Three small parcels on a laptop keyboard.

Image source: Getty Images.

JD’s secondary offering could raise up to $4 billion and dilute its existing shares by nearly 5%. He is expected to complete the offer on June 18, which coincides with his 22nd birthday and the last day of his annual “618” vacation.

JD has not yet commented on a possible delisting in the United States, but it could further strengthen its ties with Hong Kong with an IPO for JD Logistics Later this year. However, JD also recently filed another IPO for its Dada Nexus online grocery subsidiary in the United States, suggesting that it is not giving up on New York just yet.

3.NetEase

NetEase, the second largest game company in China after Tencent (OTC: TCEHY)went public in the United States in 2000. It recently offered a global offering of 171.5 million shares, but only 3% will be allotted to Hong Kong investors, with the remainder being offered to international investors on June 11.

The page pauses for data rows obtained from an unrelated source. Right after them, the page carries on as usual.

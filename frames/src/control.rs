//! Control messages: connection auth and board subscription.
//!
//! Inbound frames are parsed in two steps so the server can tell an
//! unparseable frame from an unknown `type` from a bad payload for a known
//! `type`. None of these close the channel; they produce an [`ErrorReply`].

use serde::{Deserialize, Serialize};
use uuid::Uuid;

use crate::ErrorCode;
use crate::event::DomainEvent;

// =============================================================================
// INBOUND
// =============================================================================

/// Client → server control message.
#[derive(Clone, Debug, PartialEq, Eq, Serialize, Deserialize)]
#[serde(tag = "type", rename_all = "snake_case")]
pub enum ClientMessage {
    Auth {
        token: String,
    },
    Subscribe {
        #[serde(rename = "boardId")]
        board_id: Uuid,
    },
    Unsubscribe,
}

#[derive(Debug, Clone, PartialEq, Eq, thiserror::Error)]
pub enum ProtocolError {
    #[error("invalid message: {0}")]
    InvalidJson(String),
    #[error("invalid message: missing type")]
    MissingType,
    #[error("unknown message type: {0}")]
    UnknownType(String),
    #[error("invalid {kind} message: {reason}")]
    InvalidPayload { kind: String, reason: String },
}

impl ErrorCode for ProtocolError {
    fn error_code(&self) -> &'static str {
        match self {
            Self::UnknownType(_) => "E_UNKNOWN_TYPE",
            Self::InvalidJson(_) | Self::MissingType | Self::InvalidPayload { .. } => "E_INVALID_MESSAGE",
        }
    }
}

impl ClientMessage {
    /// Every `type` the server accepts.
    pub const TYPES: [&'static str; 3] = ["auth", "subscribe", "unsubscribe"];

    /// Parse one inbound text frame.
    ///
    /// # Errors
    ///
    /// Returns a [`ProtocolError`] describing why the frame was rejected.
    pub fn parse(text: &str) -> Result<Self, ProtocolError> {
        let value: serde_json::Value =
            serde_json::from_str(text).map_err(|e| ProtocolError::InvalidJson(e.to_string()))?;
        let Some(kind) = value.get("type").and_then(serde_json::Value::as_str) else {
            return Err(ProtocolError::MissingType);
        };
        if !Self::TYPES.contains(&kind) {
            return Err(ProtocolError::UnknownType(kind.to_owned()));
        }
        let kind = kind.to_owned();
        serde_json::from_value(value).map_err(|e| ProtocolError::InvalidPayload { kind, reason: e.to_string() })
    }

    /// Encode for sending.
    ///
    /// # Errors
    ///
    /// Returns a JSON error if serialization fails.
    pub fn to_text(&self) -> Result<String, serde_json::Error> {
        serde_json::to_string(self)
    }
}

// =============================================================================
// OUTBOUND
// =============================================================================

/// Typed reply to a control message.
#[derive(Clone, Debug, PartialEq, Eq, Serialize, Deserialize)]
#[serde(tag = "type", rename_all = "snake_case")]
pub enum ControlReply {
    AuthSuccess {
        #[serde(rename = "userId")]
        user_id: Uuid,
    },
    /// Sent right before the server closes the channel.
    AuthError {
        error: String,
    },
    Subscribed {
        #[serde(rename = "boardId")]
        board_id: Uuid,
    },
}

/// Generic recoverable error reply: `{error, code?, retryable?}`.
#[derive(Clone, Debug, PartialEq, Eq, Serialize, Deserialize)]
pub struct ErrorReply {
    pub error: String,
    #[serde(default, skip_serializing_if = "Option::is_none")]
    pub code: Option<String>,
    #[serde(default, skip_serializing_if = "std::ops::Not::not")]
    pub retryable: bool,
}

impl ErrorReply {
    #[must_use]
    pub fn new(error: impl Into<String>) -> Self {
        Self { error: error.into(), code: None, retryable: false }
    }
}

/// Anything a server may send on the channel.
#[derive(Clone, Debug, PartialEq, Serialize, Deserialize)]
#[serde(untagged)]
pub enum ServerMessage {
    Reply(ControlReply),
    Event(DomainEvent),
    Error(ErrorReply),
}

impl ServerMessage {
    /// Decode one outbound text frame.
    ///
    /// # Errors
    ///
    /// Returns a JSON error when the frame matches no known shape.
    pub fn parse(text: &str) -> Result<Self, serde_json::Error> {
        serde_json::from_str(text)
    }

    /// Encode for sending.
    ///
    /// # Errors
    ///
    /// Returns a JSON error if serialization fails.
    pub fn to_text(&self) -> Result<String, serde_json::Error> {
        serde_json::to_string(self)
    }
}

impl From<ControlReply> for ServerMessage {
    fn from(reply: ControlReply) -> Self {
        Self::Reply(reply)
    }
}

impl From<ErrorReply> for ServerMessage {
    fn from(reply: ErrorReply) -> Self {
        Self::Error(reply)
    }
}

impl From<DomainEvent> for ServerMessage {
    fn from(event: DomainEvent) -> Self {
        Self::Event(event)
    }
}

#[cfg(test)]
#[path = "control_test.rs"]
mod tests;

NetEase expects to raise around $2.8 billion with its new IPO, diluting its existing shares by around 5%. The shares will also not be sold at a significant discount to its US-listed shares.

In 2001, NetEase was nearly delisted NASDAQ due to allegations of fraud and a failed annual report, but he overcame these growing pains and became a reliable indicator of the gaming industry in China. NetEase has yet to comment on the latest Senate threats, but its recent spinoff of its online education unit Youdao (NYSE: DAO) in New York suggests he won’t be pulling out of the United States any time soon.

Takeaway meals

The threat of a mass exodus of Chinese stocks from US exchanges is alarming, but I doubt the bill will pass in its current form as it would seriously harm US investors, funds and exchanges.

It’s no surprise to see Chinese companies filing secondary IPOs in Hong Kong as safety nets, but they probably won’t be rushing to pull their shares from US exchanges, which still generate far more cash than the Hong Kong Stock Exchange.

This article represents the opinion of the author, who may disagree with the “official” recommendation position of a high-end advice service Motley Fool. We are heterogeneous! Challenging an investing thesis — even one of our own — helps us all think critically about investing and make decisions that help us become smarter, happier, and wealthier.